Et notamment, on retrouve ici une bonne partie de la littérature contemporaine et de l’art contemporain qui repose sur une laïcisation de la doctrine du pur amour (Jacques Le Brun, Le Pur Amour de Platon à Lacan, Seuil, 2002). Doctrine du pur amour de Madame Guyon – reprenant d’autres auteurs mystiques – qui a été défendue par Fénelon. Elle considère que le véritable amour implique la négation de son propre bonheur ou à tout le moins le consentement à la perte de son bonheur.

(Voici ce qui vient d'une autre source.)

//! Dynamic value model
//!
//! Every schema operates on [`Value`], an untyped tree that can represent
//! anything an external payload may contain: JSON documents, query-string
//! maps, or values produced by application code. Compared to
//! `serde_json::Value` it distinguishes `undefined` from `null`, keeps
//! non-finite numbers, and carries big integers and dates.
//!
//! # Example
//! ```rust
//! use shape_rs::{Map, Value};
//!
//! let mut map = Map::new();
//! map.insert("name", Value::from("Alice"));
//! map.insert("age", Value::from(42));
//! let value = Value::Object(map);
//!
//! assert_eq!(value.classify(), "Object");
//! assert_eq!(value.to_json().unwrap(), serde_json::json!({"name": "Alice", "age": 42}));
//! ```

use chrono::{DateTime, SecondsFormat, Utc};
use indexmap::IndexMap;
use serde::ser::{SerializeMap, SerializeSeq};
use serde::{Serialize, Serializer};

use crate::path::Path;

/// Shared `undefined` used for absent keys and out-of-range items.
pub(crate) static UNDEFINED: Value = Value::Undefined;

/// An untyped value flowing through schema pipelines.
#[derive(Debug, Clone, Default)]
pub enum Value {
    /// Absent value (a missing key, or `None` on the output side).
    #[default]
    Undefined,
    /// Explicit null.
    Null,
    /// Boolean.
    Bool(bool),
    /// Floating point number, `NaN` and infinities included.
    Number(f64),
    /// Arbitrary-size integer (bounded to 128 bits).
    BigInt(i128),
    /// UTF-8 string.
    String(String),
    /// Ordered list of values.
    Array(Vec<Value>),
    /// Insertion-ordered map of string keys.
    Object(Map),
    /// A point in time, the built-in instance class.
    Date(DateTime<Utc>),
}

impl Value {
    /// Returns the classification label used in "received" positions of
    /// error messages. The label never contains the raw value.
    pub fn classify(&self) -> &'static str {
        match self {
            Self::Undefined => "Option",
            Self::Null => "Null",
            Self::Bool(_) => "Bool",
            Self::Number(n) if n.is_nan() => "NaN Literal (NaN)",
            Self::Number(_) => "Float",
            Self::BigInt(_) => "BigInt",
            Self::String(_) => "String",
            Self::Array(_) => "Array",
            Self::Object(_) => "Object",
            Self::Date(_) => "Date",
        }
    }

    /// Renders the value the way literal schemas print it.
    ///
    /// Strings are quoted, other primitives are printed as-is, and composite
    /// values fall back to their classification.
    pub fn to_literal_text(&self) -> String {
        match self {
            Self::Undefined => "undefined".to_string(),
            Self::Null => "null".to_string(),
            Self::Bool(b) => b.to_string(),
            Self::Number(n) => format_number(*n),
            Self::BigInt(i) => format!("{i}n"),
            Self::String(s) => quote(s),
            _ => self.classify().to_string(),
        }
    }

    /// Exact-value comparison with literal semantics: `NaN` equals `NaN`,
    /// `undefined` and `null` are distinct.
    pub fn same_value(&self, other: &Value) -> bool {
        match (self, other) {
            (Self::Number(a), Self::Number(b)) => (a.is_nan() && b.is_nan()) || a == b,
            _ => self == other,
        }
    }

    /// Returns `true` for [`Value::Undefined`].
    pub fn is_undefined(&self) -> bool {
        matches!(self, Self::Undefined)
    }

    /// Returns `true` for [`Value::Null`].
    pub fn is_null(&self) -> bool {
        matches!(self, Self::Null)
    }

    /// Borrows the string if this is a [`Value::String`].
    pub fn as_str(&self) -> Option<&str> {
        match self {
            Self::String(s) => Some(s),
            _ => None,
        }
    }

    /// Returns the number if this is a [`Value::Number`].
    pub fn as_f64(&self) -> Option<f64> {
        match self {
            Self::Number(n) => Some(*n),
            _ => None,
        }
    }

    /// Returns the boolean if this is a [`Value::Bool`].
    pub fn as_bool(&self) -> Option<bool> {
        match self {
            Self::Bool(b) => Some(*b),
            _ => None,
        }
    }

    /// Borrows the items if this is a [`Value::Array`].
    pub fn as_array(&self) -> Option<&[Value]> {
        match self {
            Self::Array(items) => Some(items),
            _ => None,
        }
    }

    /// Borrows the map if this is a [`Value::Object`].
    pub fn as_object(&self) -> Option<&Map> {
        match self {
            Self::Object(map) => Some(map),
            _ => None,
        }
    }

    /// Looks up a key when this is an object.
    pub fn get(&self, key: &str) -> Option<&Value> {
        self.as_object().and_then(|map| map.get(key))
    }

    /// Converts a JSON document into a value.
    pub fn from_json(json: serde_json::Value) -> Self {
        match json {
            serde_json::Value::Null => Self::Null,
            serde_json::Value::Bool(b) => Self::Bool(b),
            serde_json::Value::Number(n) => Self::Number(n.as_f64().unwrap_or_default()),
            serde_json::Value::String(s) => Self::String(s),
            serde_json::Value::Array(items) => {
                Self::Array(items.into_iter().map(Self::from_json).collect())
            }
            serde_json::Value::Object(map) => Self::Object(
                map.into_iter()
                    .map(|(key, value)| (key, Self::from_json(value)))
                    .collect(),
            ),
        }
    }

    /// Converts the value into a JSON document.
    ///
    /// `undefined` object entries are dropped. Fails with the location of the
    /// first value JSON cannot represent: a root or array-item `undefined`,
    /// a non-finite number, a big integer, or a date.
    pub fn to_json(&self) -> Result<serde_json::Value, NotJson> {
        match self {
            Self::Null => Ok(serde_json::Value::Null),
            Self::Bool(b) => Ok(serde_json::Value::Bool(*b)),
            Self::Number(n) => json_number(*n)
                .map(serde_json::Value::Number)
                .ok_or_else(|| NotJson::at(self)),
            Self::String(s) => Ok(serde_json::Value::String(s.clone())),
            Self::Array(items) => items
                .iter()
                .enumerate()
                .map(|(index, item)| item.to_json().map_err(|e| e.within(index.to_string())))
                .collect::<Result<Vec<_>, _>>()
                .map(serde_json::Value::Array),
            Self::Object(map) => {
                let mut out = serde_json::Map::new();
                for (key, value) in map.iter() {
                    if value.is_undefined() {
                        continue;
                    }
                    out.insert(key.to_string(), value.to_json().map_err(|e| e.within(key))?);
                }
                Ok(serde_json::Value::Object(out))
            }
            Self::Undefined | Self::BigInt(_) | Self::Date(_) => Err(NotJson::at(self)),
        }
    }

    /// Parses JSON text into a value.
    pub fn from_json_str(text: &str) -> Result<Self, serde_json::Error> {
        serde_json::from_str::<serde_json::Value>(text).map(Self::from_json)
    }
}

/// Location of a value that has no JSON representation.
#[derive(Debug, Clone, PartialEq, Eq)]
pub struct NotJson {
    /// Where the offending value sits, relative to the converted root.
    pub path: Path,
    /// Classification of the offending value.
    pub received: &'static str,
}

impl NotJson {
    fn at(value: &Value) -> Self {
        Self {
            path: Path::root(),
            received: value.classify(),
        }
    }

    fn within(self, segment: impl Into<String>) -> Self {
        Self {
            path: self.path.prepend(segment),
            received: self.received,
        }
    }
}

impl PartialEq for Value {
    fn eq(&self, other: &Self) -> bool {
        match (self, other) {
            (Self::Undefined, Self::Undefined) | (Self::Null, Self::Null) => true,
            (Self::Bool(a), Self::Bool(b)) => a == b,
            (Self::Number(a), Self::Number(b)) => a == b,
            (Self::BigInt(a), Self::BigInt(b)) => a == b,
            (Self::String(a), Self::String(b)) => a == b,
            (Self::Array(a), Self::Array(b)) => a == b,
            (Self::Object(a), Self::Object(b)) => a == b,
            (Self::Date(a), Self::Date(b)) => a == b,
            _ => false,
        }
    }
}

fn is_exact_integer(n: f64) -> bool {
    const EXACT: f64 = 9_007_199_254_740_991.0;
    n.fract() == 0.0 && n.abs() <= EXACT
}

/// Integral numbers within the exact range are written without a fraction.
fn json_number(n: f64) -> Option<serde_json::Number> {
    if is_exact_integer(n) {
        Some(serde_json::Number::from(n as i64))
    } else {
        serde_json::Number::from_f64(n)
    }
}

fn format_number(n: f64) -> String {
    if n.is_nan() {
        "NaN".to_string()
    } else if n == f64::INFINITY {
        "Infinity".to_string()
    } else if n == f64::NEG_INFINITY {
        "-Infinity".to_string()
    } else {
        n.to_string()
    }
}

/// JSON-style quoting for strings embedded in messages.
pub(crate) fn quote(s: &str) -> String {
    serde_json::to_string(s).unwrap_or_else(|_| format!("\"{s}\""))
}

// =============================================================================
// Map
// =============================================================================

/// Insertion-ordered string map.
///
/// Enumeration order is the order keys were first inserted, which is what
/// strict objects rely on to report the first excess key of an input.
/// Equality ignores order.
#[derive(Debug, Clone, Default)]
pub struct Map {
    entries: IndexMap<String, Value>,
}

impl Map {
    /// Create an empty map.
    pub fn new() -> Self {
        Self::default()
    }

    /// Create an empty map with room for `capacity` entries.
    pub fn with_capacity(capacity: usize) -> Self {
        Self {
            entries: IndexMap::with_capacity(capacity),
        }
    }

    /// Get the value stored under `key`.
    pub fn get(&self, key: &str) -> Option<&Value> {
        self.entries.get(key)
    }

    /// Insert a value, replacing (in place) and returning any previous one.
    pub fn insert(&mut self, key: impl Into<String>, value: Value) -> Option<Value> {
        self.entries.insert(key.into(), value)
    }

    /// Remove a key, preserving the order of the remaining entries.
    pub fn remove(&mut self, key: &str) -> Option<Value> {
        self.entries.shift_remove(key)
    }

    /// Check whether `key` is present.
    pub fn contains_key(&self, key: &str) -> bool {
        self.entries.contains_key(key)
    }

    /// Keys in insertion order.
    pub fn keys(&self) -> impl Iterator<Item = &str> {
        self.entries.keys().map(String::as_str)
    }

    /// Entries in insertion order.
    pub fn iter(&self) -> impl Iterator<Item = (&str, &Value)> {
        self.entries.iter().map(|(k, v)| (k.as_str(), v))
    }

    /// Number of entries.
    pub fn len(&self) -> usize {
        self.entries.len()
    }

    /// Check if the map is empty.
    pub fn is_empty(&self) -> bool {
        self.entries.is_empty()
    }
}

impl PartialEq for Map {
    fn eq(&self, other: &Self) -> bool {
        self.len() == other.len()
            && self
                .iter()
                .all(|(key, value)| other.get(key).is_some_and(|v| v == value))
    }
}

impl<K: Into<String>> FromIterator<(K, Value)> for Map {
    fn from_iter<I: IntoIterator<Item = (K, Value)>>(iter: I) -> Self {
        Self {
            entries: iter.into_iter().map(|(key, value)| (key.into(), value)).collect(),
        }
    }
}

impl IntoIterator for Map {
    type Item = (String, Value);
    type IntoIter = indexmap::map::IntoIter<String, Value>;

    fn into_iter(self) -> Self::IntoIter {
        self.entries.into_iter()
    }
}

// =============================================================================
// Conversions
// =============================================================================

impl From<&str> for Value {
    fn from(s: &str) -> Self {
        Self::String(s.to_string())
    }
}

impl From<String> for Value {
    fn from(s: String) -> Self {
        Self::String(s)
    }
}

impl From<bool> for Value {
    fn from(b: bool) -> Self {
        Self::Bool(b)
    }
}

impl From<f64> for Value {
    fn from(n: f64) -> Self {
        Self::Number(n)
    }
}

macro_rules! impl_from_int {
    ($($ty:ty),* $(,)?) => {
        $(
            impl From<$ty> for Value {
                fn from(n: $ty) -> Self {
                    Self::Number(f64::from(n))
                }
            }
        )*
    };
}

impl_from_int!(i8, i16, i32, u8, u16, u32, f32);

impl From<Vec<Value>> for Value {
    fn from(items: Vec<Value>) -> Self {
        Self::Array(items)
    }
}

impl From<Map> for Value {
    fn from(map: Map) -> Self {
        Self::Object(map)
    }
}

impl From<DateTime<Utc>> for Value {
    fn from(date: DateTime<Utc>) -> Self {
        Self::Date(date)
    }
}

impl From<serde_json::Value> for Value {
    fn from(json: serde_json::Value) -> Self {
        Self::from_json(json)
    }
}

impl<T: Into<Value>> From<Option<T>> for Value {
    fn from(option: Option<T>) -> Self {
        option.map_or(Self::Undefined, Into::into)
    }
}

impl Serialize for Value {
    fn serialize<S: Serializer>(&self, serializer: S) -> Result<S::Ok, S::Error> {
        match self {
            Self::Undefined | Self::Null => serializer.serialize_unit(),
            Self::Bool(b) => serializer.serialize_bool(*b),
            Self::Number(n) if is_exact_integer(*n) => serializer.serialize_i64(*n as i64),
            Self::Number(n) => serializer.serialize_f64(*n),
            Self::BigInt(i) => serializer.serialize_i128(*i),
            Self::String(s) => serializer.serialize_str(s),
            Self::Date(date) => {
                serializer.serialize_str(&date.to_rfc3339_opts(SecondsFormat::Millis, true))
            }
            Self::Array(items) => {
                let mut seq = serializer.serialize_seq(Some(items.len()))?;
                for item in items {
                    seq.serialize_element(item)?;
                }
                seq.end()
            }
            Self::Object(map) => {
                let mut out = serializer.serialize_map(None)?;
                for (key, value) in map.iter().filter(|(_, v)| !v.is_undefined()) {
                    out.serialize_entry(key, value)?;
                }
                out.end()
            }
        }
    }
}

La doctrine du pur amour, c’est d’accepter de souffrir pour l’autre, sans aucune volonté de mon propre bonheur, sans aucun retour sur mon propre bonheur d’où la fameuse supposition impossible de Madame Guyon – le cadre du pur amour, c’est l’expérience mystique – qui consiste à admettre que si je peux manifester l’amour que j’ai pour Dieu, au maximum, je dois pouvoir accepter d’aller en enfer pour manifester que, finalement, j’aime Dieu.

Donc, c’est en sacrifiant mon bonheur que je vais estimer la capacité d’aimer. Et le bonheur, sous cet aspect-là, apparaît comme quelque chose de trivial, vulgaire, une sorte de consolation.

Il me semble qu’il y a derrière cela une haine de la nature, une haine des inclinations naturelles telle qu’Aristote en parle, repris par les doctrines chrétiennes, notamment par Saint Thomas, cette inclination au bonheur.
Dans ce cas-là, la communion apparaît comme non seulement impossible, mais encore une fois, il y a une négation du bonheur et ce qui compte, c’est cette expérience de déchirure, cette expérience de souffrance. Et plus je souffre pour autrui, plus finalement mon amour est pur.

Donc on voit toute la mystique de ce don, de ce sacrifice de soi. Mais dans ce cas-là, l’idée même d’un commun ni même d’une communion est impossible.
Et d’ailleurs, vous remarquerez aussi que cela implique un refus de soi puisque je suis prêt à me supprimer moi-même où à me nier moi-même totalement pour manifester à l’autre que je l’aime.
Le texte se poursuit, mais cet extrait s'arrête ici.